- Developer(s): Takumi Corporation
- Publisher(s): Hudson Soft
- Composer(s): Yasushi Kaminishi
- Series: Milon's Secret Castle
- Platform(s): Nintendo DS
- Release: JP: July 6, 2006;
- Genre(s): Puzzle
- Mode(s): Single-player, multiplayer

= Milon no Hoshizora Shabon: Puzzle Kumikyoku =

2006 video game

Milon no Hoshizora Shabon: Puzzle Kumikyoku (ミロンのほしぞらしゃぼん パズル, lit. "Milon of Soap Starry Skies: The Puzzle's Suite) is a Milon's Secret Castles puzzle game released for the Nintendo DS on July 6, 2006, only in Japan.
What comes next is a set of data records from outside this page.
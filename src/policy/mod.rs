//! Supply-chain admission policy.
//!
//! Every image goes through [`PolicyEnforcer::enforce`] before a sandbox is
//! created for it:
//!
//! ```text
//! image_ref ──► registry segment? ──► allowlisted? ──► digest pinned & verify optional?
//!                    │                    │                  │            │
//!                    ▼                    ▼                  ▼ yes        ▼ no
//!            invalid_image_ref   registry_not_allowlisted  use it    verifier ──► cosign_verify_failed
//!                                                            │            │
//!                                                            └─────┬──────┘
//!                                                                  ▼
//!                                                  digest present & sha256? ──► pinned ref
//! ```
//!
//! Evidence is produced for both outcomes so denials can be audited with the
//! same context as admissions.

pub mod image_ref;
mod verifier;

use std::sync::Arc;

use serde::{Deserialize, Serialize};

use crate::config::PolicyConfig;

pub use self::verifier::{CosignVerifier, SignatureVerifier, Verification};

/// Why an image was refused.
#[derive(Debug, Clone, Copy, PartialEq, Eq, Serialize, Deserialize)]
#[serde(rename_all = "snake_case")]
pub enum DenialReason {
    InvalidImageRef,
    RegistryNotAllowlisted,
    CosignVerifyFailed,
    DigestResolutionFailed,
    InvalidDigest,
}

impl DenialReason {
    pub fn as_str(&self) -> &'static str {
        match self {
            Self::InvalidImageRef => "invalid_image_ref",
            Self::RegistryNotAllowlisted => "registry_not_allowlisted",
            Self::CosignVerifyFailed => "cosign_verify_failed",
            Self::DigestResolutionFailed => "digest_resolution_failed",
            Self::InvalidDigest => "invalid_digest",
        }
    }
}

impl std::fmt::Display for DenialReason {
    fn fmt(&self, f: &mut std::fmt::Formatter<'_>) -> std::fmt::Result {
        write!(f, "{}", self.as_str())
    }
}

/// Record of an admission decision.
///
/// Either `resolved_digest` is non-empty and `denial_reason` is `None`, or
/// `denial_reason` is set and `resolved_digest` is empty. Only the enforcer
/// builds these.
#[derive(Debug, Clone, PartialEq, Eq, Serialize, Deserialize)]
pub struct PolicyEvidence {
    pub registry_allowed: bool,
    pub signature_verified: bool,
    pub verifier: String,
    #[serde(skip_serializing_if = "Option::is_none")]
    pub identity: Option<String>,
    pub resolved_digest: String,
    #[serde(skip_serializing_if = "Option::is_none")]
    pub denial_reason: Option<DenialReason>,
}

impl PolicyEvidence {
    fn new(verifier: &str) -> Self {
        Self {
            registry_allowed: false,
            signature_verified: false,
            verifier: verifier.to_string(),
            identity: None,
            resolved_digest: String::new(),
            denial_reason: None,
        }
    }

    pub fn is_admitted(&self) -> bool {
        self.denial_reason.is_none() && !self.resolved_digest.is_empty()
    }
}

/// Successful admission.
#[derive(Debug, Clone, PartialEq, Eq)]
pub struct Admission {
    /// `repository@sha256:...`
    pub pinned_ref: String,
    pub evidence: PolicyEvidence,
}

/// A refused image, with the partial evidence gathered before refusal.
#[derive(Debug, Clone, thiserror::Error)]
#[error("{reason}: {detail}")]
pub struct PolicyDenial {
    pub reason: DenialReason,
    pub detail: String,
    pub evidence: PolicyEvidence,
}

/// Applies the admission policy to image references.
#[derive(Clone)]
pub struct PolicyEnforcer {
    config: PolicyConfig,
    verifier: Arc<dyn SignatureVerifier>,
}

impl PolicyEnforcer {
    pub fn new(config: PolicyConfig, verifier: Arc<dyn SignatureVerifier>) -> Self {
        Self { config, verifier }
    }

    /// Admit or deny `reference`, resolving an immutable digest on admission.
    pub async fn enforce(&self, reference: &str) -> Result<Admission, PolicyDenial> {
        let mut evidence = PolicyEvidence::new(self.verifier.name());

        let Some(registry) = image_ref::registry_of(reference) else {
            return Err(deny(
                evidence,
                DenialReason::InvalidImageRef,
                "image reference must include a registry",
            ));
        };
        if !self.config.is_registry_allowed(registry) {
            return Err(deny(
                evidence,
                DenialReason::RegistryNotAllowlisted,
                format!("registry '{registry}' is not allowlisted"),
            ));
        }
        evidence.registry_allowed = true;

        let digest = match image_ref::embedded_digest(reference) {
            Some(pinned) if !self.config.require_signature => pinned.to_string(),
            // Either nothing is pinned or verification is mandatory; in the
            // latter case the verifier's digest replaces any embedded one.
            _ => {
                let verified = match self.verify(reference).await {
                    Ok(v) => v,
                    Err(detail) => {
                        return Err(deny(evidence, DenialReason::CosignVerifyFailed, detail));
                    }
                };
                evidence.signature_verified = true;
                evidence.identity = verified.identity;
                verified.digest
            }
        };

        if digest.is_empty() {
            return Err(deny(
                evidence,
                DenialReason::DigestResolutionFailed,
                "could not resolve digest",
            ));
        }
        if !digest.starts_with(image_ref::SHA256_PREFIX) {
            return Err(deny(
                evidence,
                DenialReason::InvalidDigest,
                format!("digest '{digest}' is not sha256"),
            ));
        }

        evidence.resolved_digest = digest.clone();
        Ok(Admission {
            pinned_ref: image_ref::pin(reference, &digest),
            evidence,
        })
    }

    async fn verify(&self, reference: &str) -> Result<Verification, String> {
        let trust = self.config.trust_config().map_err(|e| e.to_string())?;
        self.verifier
            .verify(reference, &trust)
            .await
            .map_err(|e| e.to_string())
    }
}

fn deny(
    mut evidence: PolicyEvidence,
    reason: DenialReason,
    detail: impl Into<String>,
) -> PolicyDenial {
    evidence.denial_reason = Some(reason);
    evidence.resolved_digest.clear();
    PolicyDenial {
        reason,
        detail: detail.into(),
        evidence,
    }
}

#[cfg(test)]
mod tests {
    use std::path::PathBuf;

    use super::*;
    use crate::testing::StubVerifier;

    const HEX: &str = "0123456789abcdef0123456789abcdef0123456789abcdef0123456789abcdef";

    fn config(require_signature: bool) -> PolicyConfig {
        PolicyConfig {
            allowlisted_registries: vec!["ghcr.io".to_string()],
            require_signature,
            cosign_key_path: Some(PathBuf::from("/keys/cosign.pub")),
            ..PolicyConfig::default()
        }
    }

    fn enforcer(require_signature: bool, verifier: StubVerifier) -> PolicyEnforcer {
        PolicyEnforcer::new(config(require_signature), Arc::new(verifier))
    }

    #[tokio::test]
    async fn test_missing_registry_segment_denied() {
        let verifier = StubVerifier::digest("sha256:unused");
        let calls = verifier.calls();
        let enforcer = enforcer(true, verifier);

        for image in ["", "ubuntu:22.04", "tool"] {
            let denial = enforcer.enforce(image).await.unwrap_err();
            assert_eq!(denial.reason, DenialReason::InvalidImageRef);
            assert!(!denial.evidence.registry_allowed);
            assert_eq!(
                denial.evidence.denial_reason,
                Some(DenialReason::InvalidImageRef)
            );
        }
        assert_eq!(calls.load(std::sync::atomic::Ordering::SeqCst), 0);
    }

    #[tokio::test]
    async fn test_registry_not_allowlisted() {
        let enforcer = enforcer(false, StubVerifier::digest("sha256:unused"));
        let denial = enforcer
            .enforce("evil.example.com/bad:latest")
            .await
            .unwrap_err();
        assert_eq!(denial.reason, DenialReason::RegistryNotAllowlisted);
        assert!(!denial.evidence.registry_allowed);
        assert!(denial.evidence.resolved_digest.is_empty());
    }

    #[tokio::test]
    async fn test_embedded_digest_accepted_without_verification() {
        let verifier = StubVerifier::digest("sha256:other");
        let calls = verifier.calls();
        let enforcer = enforcer(false, verifier);
        let image = format!("ghcr.io/acme/tool@sha256:{HEX}");

        let admission = enforcer.enforce(&image).await.unwrap();
        assert_eq!(admission.pinned_ref, image);
        assert_eq!(admission.evidence.resolved_digest, format!("sha256:{HEX}"));
        assert!(!admission.evidence.signature_verified);
        assert!(admission.evidence.registry_allowed);
        assert!(admission.evidence.is_admitted());
        assert_eq!(calls.load(std::sync::atomic::Ordering::SeqCst), 0);
    }

    #[tokio::test]
    async fn test_verifier_digest_overrides_embedded_digest() {
        let verified = format!("sha256:{}", HEX.replace('0', "f"));
        let enforcer = enforcer(true, StubVerifier::digest(&verified));
        let image = format!("ghcr.io/acme/tool:1.2@sha256:{HEX}");

        let admission = enforcer.enforce(&image).await.unwrap();
        assert_eq!(admission.evidence.resolved_digest, verified);
        assert_eq!(admission.pinned_ref, format!("ghcr.io/acme/tool@{verified}"));
        assert!(admission.evidence.signature_verified);
        assert_eq!(admission.evidence.verifier, "stub");
    }

    #[tokio::test]
    async fn test_tag_only_reference_is_verified_even_when_optional() {
        let verifier = StubVerifier::digest("sha256:abc");
        let calls = verifier.calls();
        let enforcer = enforcer(false, verifier);

        let admission = enforcer.enforce("ghcr.io/acme/tool:latest").await.unwrap();
        assert_eq!(admission.pinned_ref, "ghcr.io/acme/tool@sha256:abc");
        assert!(admission.evidence.signature_verified);
        assert_eq!(calls.load(std::sync::atomic::Ordering::SeqCst), 1);
    }

    #[tokio::test]
    async fn test_verifier_failure_denied() {
        let enforcer = enforcer(true, StubVerifier::failing("no matching signatures"));
        let denial = enforcer.enforce("ghcr.io/acme/tool:1").await.unwrap_err();
        assert_eq!(denial.reason, DenialReason::CosignVerifyFailed);
        assert!(denial.evidence.registry_allowed);
        assert!(!denial.evidence.signature_verified);
        assert!(denial.detail.contains("no matching signatures"));
    }

    #[tokio::test]
    async fn test_missing_trust_config_denied() {
        let mut cfg = config(true);
        cfg.cosign_key_path = None;
        let enforcer = PolicyEnforcer::new(cfg, Arc::new(StubVerifier::digest("sha256:abc")));

        let denial = enforcer.enforce("ghcr.io/acme/tool:1").await.unwrap_err();
        assert_eq!(denial.reason, DenialReason::CosignVerifyFailed);
        assert!(denial.detail.contains("trust configuration"));
    }

    #[tokio::test]
    async fn test_empty_and_non_sha256_digests_denied() {
        let enforcer_empty = enforcer(true, StubVerifier::digest(""));
        let denial = enforcer_empty
            .enforce("ghcr.io/acme/tool:1")
            .await
            .unwrap_err();
        assert_eq!(denial.reason, DenialReason::DigestResolutionFailed);

        let enforcer_md5 = enforcer(true, StubVerifier::digest("md5:abc"));
        let denial = enforcer_md5
            .enforce("ghcr.io/acme/tool:1")
            .await
            .unwrap_err();
        assert_eq!(denial.reason, DenialReason::InvalidDigest);
        assert!(denial.evidence.signature_verified);
        assert!(denial.evidence.resolved_digest.is_empty());
    }

    #[test]
    fn test_evidence_serialization_omits_empty_optionals() {
        let evidence = PolicyEvidence::new("cosign");
        let json = serde_json::to_value(&evidence).unwrap();
        assert!(json.get("identity").is_none());
        assert!(json.get("denial_reason").is_none());

        let denial = deny(evidence, DenialReason::InvalidDigest, "bad");
        let json = serde_json::to_value(&denial.evidence).unwrap();
        assert_eq!(json["denial_reason"], "invalid_digest");
    }
}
It was developed by Takumi Corporation and published by Hudson Soft.

==Story==
Milon and his friends were having fun until Ochiai appears to make fun of them, starting the rivalry with Milon.

==Gameplay==
Similar to Puzzle Bobble games, the game consists on popping the bubbles of the same color, but each bubble color group requires a specific placing to be popped:
- Blue: A vertical line of 3 or more.
- Red: A horizontal line of 3 or more.
- Yellow: A complete 2X2 square.

Each character have different walking speed, bubble speed, scores for combos and scores for eliminate the most bubbles at the same time.

==Reception==
On release, Famicom Tsūshin scored the game a 25 out of 40.